▶ [Problem]: Among the entries below, find the lines with the word "MetricalDuration" and copy them.

▶ [Exercise material]:
//! Building blocks for everything else in the crate.
//!
//! Rational arithmetic itself comes from the `fraction` crate. Here are the
//! helpers around it, the power-of-two [`MetricalDuration`] and the generic
//! leaf/branch [`Tree`].

pub mod fraction_tools;
pub mod metrical_duration;
pub mod tree;

pub use fraction::Fraction;
pub use fraction_tools::{
    closest_power_of_two, fraction_to_f64, gcd, gcd_all, lcm, lcm_all,
    normalize_fraction, zero,
};
pub use metrical_duration::MetricalDuration;
pub use tree::Tree;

▶ [Solution to the exercise]:
//! helpers around it, the power-of-two [`MetricalDuration`] and the generic
pub use metrical_duration::MetricalDuration;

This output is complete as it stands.